- **WORK TO BE COMPLETED**: Print every line of the data word for word.

================

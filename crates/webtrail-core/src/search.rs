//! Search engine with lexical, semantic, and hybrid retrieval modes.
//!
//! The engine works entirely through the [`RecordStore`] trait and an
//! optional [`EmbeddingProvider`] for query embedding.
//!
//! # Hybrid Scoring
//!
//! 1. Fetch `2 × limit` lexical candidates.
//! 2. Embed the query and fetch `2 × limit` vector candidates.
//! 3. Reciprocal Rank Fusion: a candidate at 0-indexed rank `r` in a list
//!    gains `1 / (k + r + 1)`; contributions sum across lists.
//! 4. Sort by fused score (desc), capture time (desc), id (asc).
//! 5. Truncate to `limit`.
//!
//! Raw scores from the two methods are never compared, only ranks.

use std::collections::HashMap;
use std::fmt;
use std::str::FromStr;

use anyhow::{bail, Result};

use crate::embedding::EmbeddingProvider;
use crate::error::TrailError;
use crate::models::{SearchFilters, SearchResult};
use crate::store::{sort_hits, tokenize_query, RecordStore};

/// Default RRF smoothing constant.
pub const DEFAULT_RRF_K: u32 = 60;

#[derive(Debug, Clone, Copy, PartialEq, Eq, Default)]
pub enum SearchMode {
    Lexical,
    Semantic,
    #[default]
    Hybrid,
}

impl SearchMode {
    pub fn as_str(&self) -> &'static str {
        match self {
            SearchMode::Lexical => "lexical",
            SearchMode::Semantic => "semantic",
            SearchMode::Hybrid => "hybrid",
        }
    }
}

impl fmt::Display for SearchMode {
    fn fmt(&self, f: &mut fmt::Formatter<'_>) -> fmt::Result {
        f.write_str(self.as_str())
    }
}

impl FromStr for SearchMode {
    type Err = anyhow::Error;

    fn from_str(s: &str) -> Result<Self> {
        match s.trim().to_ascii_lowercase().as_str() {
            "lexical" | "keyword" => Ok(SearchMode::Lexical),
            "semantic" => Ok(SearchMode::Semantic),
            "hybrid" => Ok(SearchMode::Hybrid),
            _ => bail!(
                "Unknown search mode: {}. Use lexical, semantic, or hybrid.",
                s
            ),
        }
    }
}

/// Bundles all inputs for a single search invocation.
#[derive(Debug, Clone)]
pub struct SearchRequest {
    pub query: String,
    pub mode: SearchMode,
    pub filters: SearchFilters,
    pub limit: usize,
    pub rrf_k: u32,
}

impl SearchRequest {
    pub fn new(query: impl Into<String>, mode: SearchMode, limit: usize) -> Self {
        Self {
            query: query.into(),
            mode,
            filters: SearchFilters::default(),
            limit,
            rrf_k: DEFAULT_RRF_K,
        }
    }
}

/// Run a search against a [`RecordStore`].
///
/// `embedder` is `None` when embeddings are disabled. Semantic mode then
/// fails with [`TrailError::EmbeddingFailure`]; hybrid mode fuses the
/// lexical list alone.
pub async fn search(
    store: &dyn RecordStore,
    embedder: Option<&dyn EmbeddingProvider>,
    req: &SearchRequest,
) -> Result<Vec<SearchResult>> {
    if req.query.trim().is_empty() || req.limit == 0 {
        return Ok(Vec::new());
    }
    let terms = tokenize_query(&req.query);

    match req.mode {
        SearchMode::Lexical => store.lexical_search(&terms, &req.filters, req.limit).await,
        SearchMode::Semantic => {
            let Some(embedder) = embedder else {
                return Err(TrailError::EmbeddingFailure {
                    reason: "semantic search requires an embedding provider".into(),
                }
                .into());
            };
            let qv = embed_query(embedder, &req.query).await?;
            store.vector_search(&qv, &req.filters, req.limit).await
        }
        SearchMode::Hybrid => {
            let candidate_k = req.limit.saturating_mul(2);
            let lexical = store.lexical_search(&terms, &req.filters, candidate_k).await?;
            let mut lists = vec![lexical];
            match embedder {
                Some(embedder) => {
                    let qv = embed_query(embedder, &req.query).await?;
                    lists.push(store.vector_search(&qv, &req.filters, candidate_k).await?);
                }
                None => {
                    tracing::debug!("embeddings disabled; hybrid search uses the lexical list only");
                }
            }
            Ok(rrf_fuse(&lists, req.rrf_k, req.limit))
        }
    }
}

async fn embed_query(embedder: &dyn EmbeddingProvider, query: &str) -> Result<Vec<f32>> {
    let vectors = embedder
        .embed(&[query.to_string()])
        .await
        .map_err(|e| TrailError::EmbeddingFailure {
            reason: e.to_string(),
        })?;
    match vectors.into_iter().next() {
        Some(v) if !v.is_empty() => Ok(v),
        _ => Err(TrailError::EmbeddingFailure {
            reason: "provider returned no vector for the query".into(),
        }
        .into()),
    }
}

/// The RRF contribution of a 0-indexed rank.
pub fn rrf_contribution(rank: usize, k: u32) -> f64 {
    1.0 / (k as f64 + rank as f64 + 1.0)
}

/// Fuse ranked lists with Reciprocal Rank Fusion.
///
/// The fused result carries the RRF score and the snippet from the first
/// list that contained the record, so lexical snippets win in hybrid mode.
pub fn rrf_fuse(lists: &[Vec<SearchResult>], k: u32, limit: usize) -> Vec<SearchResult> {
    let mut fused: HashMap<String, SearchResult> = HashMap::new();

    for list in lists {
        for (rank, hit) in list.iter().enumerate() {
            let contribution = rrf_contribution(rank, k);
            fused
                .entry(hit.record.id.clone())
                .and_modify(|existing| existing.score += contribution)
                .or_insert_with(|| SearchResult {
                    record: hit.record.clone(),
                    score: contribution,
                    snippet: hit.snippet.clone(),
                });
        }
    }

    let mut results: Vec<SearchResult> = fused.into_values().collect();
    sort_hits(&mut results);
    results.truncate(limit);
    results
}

================

- **EXERCISE OUTPUT**:
filename crates/webtrail-core/src/search.rs
//! Search engine with lexical, semantic, and hybrid retrieval modes.
//!
//! The engine works entirely through the [`RecordStore`] trait and an
//! optional [`EmbeddingProvider`] for query embedding.
//!
//! # Hybrid Scoring
//!
//! 1. Fetch `2 × limit` lexical candidates.
//! 2. Embed the query and fetch `2 × limit` vector candidates.
//! 3. Reciprocal Rank Fusion: a candidate at 0-indexed rank `r` in a list
//!    gains `1 / (k + r + 1)`; contributions sum across lists.
//! 4. Sort by fused score (desc), capture time (desc), id (asc).
//! 5. Truncate to `limit`.
//!
//! Raw scores from the two methods are never compared, only ranks.

use std::collections::HashMap;
use std::fmt;
use std::str::FromStr;

use anyhow::{bail, Result};

use crate::embedding::EmbeddingProvider;
use crate::error::TrailError;
use crate::models::{SearchFilters, SearchResult};
use crate::store::{sort_hits, tokenize_query, RecordStore};

/// Default RRF smoothing constant.
pub const DEFAULT_RRF_K: u32 = 60;

#[derive(Debug, Clone, Copy, PartialEq, Eq, Default)]
pub enum SearchMode {
    Lexical,
    Semantic,
    #[default]
    Hybrid,
}

impl SearchMode {
    pub fn as_str(&self) -> &'static str {
        match self {
            SearchMode::Lexical => "lexical",
            SearchMode::Semantic => "semantic",
            SearchMode::Hybrid => "hybrid",
        }
    }
}

impl fmt::Display for SearchMode {
    fn fmt(&self, f: &mut fmt::Formatter<'_>) -> fmt::Result {
        f.write_str(self.as_str())
    }
}

impl FromStr for SearchMode {
    type Err = anyhow::Error;

    fn from_str(s: &str) -> Result<Self> {
        match s.trim().to_ascii_lowercase().as_str() {
            "lexical" | "keyword" => Ok(SearchMode::Lexical),
            "semantic" => Ok(SearchMode::Semantic),
            "hybrid" => Ok(SearchMode::Hybrid),
            _ => bail!(
                "Unknown search mode: {}. Use lexical, semantic, or hybrid.",
                s
            ),
        }
    }
}

/// Bundles all inputs for a single search invocation.
#[derive(Debug, Clone)]
pub struct SearchRequest {
    pub query: String,
    pub mode: SearchMode,
    pub filters: SearchFilters,
    pub limit: usize,
    pub rrf_k: u32,
}

impl SearchRequest {
    pub fn new(query: impl Into<String>, mode: SearchMode, limit: usize) -> Self {
        Self {
            query: query.into(),
            mode,
            filters: SearchFilters::default(),
            limit,
            rrf_k: DEFAULT_RRF_K,
        }
    }
}

/// Run a search against a [`RecordStore`].
///
/// `embedder` is `None` when embeddings are disabled. Semantic mode then
/// fails with [`TrailError::EmbeddingFailure`]; hybrid mode fuses the
/// lexical list alone.
pub async fn search(
    store: &dyn RecordStore,
    embedder: Option<&dyn EmbeddingProvider>,
    req: &SearchRequest,
) -> Result<Vec<SearchResult>> {
    if req.query.trim().is_empty() || req.limit == 0 {
        return Ok(Vec::new());
    }
    let terms = tokenize_query(&req.query);

    match req.mode {
        SearchMode::Lexical => store.lexical_search(&terms, &req.filters, req.limit).await,
        SearchMode::Semantic => {
            let Some(embedder) = embedder else {
                return Err(TrailError::EmbeddingFailure {
                    reason: "semantic search requires an embedding provider".into(),
                }
                .into());
            };
            let qv = embed_query(embedder, &req.query).await?;
            store.vector_search(&qv, &req.filters, req.limit).await
        }
        SearchMode::Hybrid => {
            let candidate_k = req.limit.saturating_mul(2);
            let lexical = store.lexical_search(&terms, &req.filters, candidate_k).await?;
            let mut lists = vec![lexical];
            match embedder {
                Some(embedder) => {
                    let qv = embed_query(embedder, &req.query).await?;
                    lists.push(store.vector_search(&qv, &req.filters, candidate_k).await?);
                }
                None => {
                    tracing::debug!("embeddings disabled; hybrid search uses the lexical list only");
                }
            }
            Ok(rrf_fuse(&lists, req.rrf_k, req.limit))
        }
    }
}

async fn embed_query(embedder: &dyn EmbeddingProvider, query: &str) -> Result<Vec<f32>> {
    let vectors = embedder
        .embed(&[query.to_string()])
        .await
        .map_err(|e| TrailError::EmbeddingFailure {
            reason: e.to_string(),
        })?;
    match vectors.into_iter().next() {
        Some(v) if !v.is_empty() => Ok(v),
        _ => Err(TrailError::EmbeddingFailure {
            reason: "provider returned no vector for the query".into(),
        }
        .into()),
    }
}

/// The RRF contribution of a 0-indexed rank.
pub fn rrf_contribution(rank: usize, k: u32) -> f64 {
    1.0 / (k as f64 + rank as f64 + 1.0)
}

/// Fuse ranked lists with Reciprocal Rank Fusion.
///
/// The fused result carries the RRF score and the snippet from the first
/// list that contained the record, so lexical snippets win in hybrid mode.
pub fn rrf_fuse(lists: &[Vec<SearchResult>], k: u32, limit: usize) -> Vec<SearchResult> {
    let mut fused: HashMap<String, SearchResult> = HashMap::new();

    for list in lists {
        for (rank, hit) in list.iter().enumerate() {
            let contribution = rrf_contribution(rank, k);
            fused
                .entry(hit.record.id.clone())
                .and_modify(|existing| existing.score += contribution)
                .or_insert_with(|| SearchResult {
                    record: hit.record.clone(),
                    score: contribution,
                    snippet: hit.snippet.clone(),
                });
        }
    }

    let mut results: Vec<SearchResult> = fused.into_values().collect();
    sort_hits(&mut results);
    results.truncate(limit);
    results
}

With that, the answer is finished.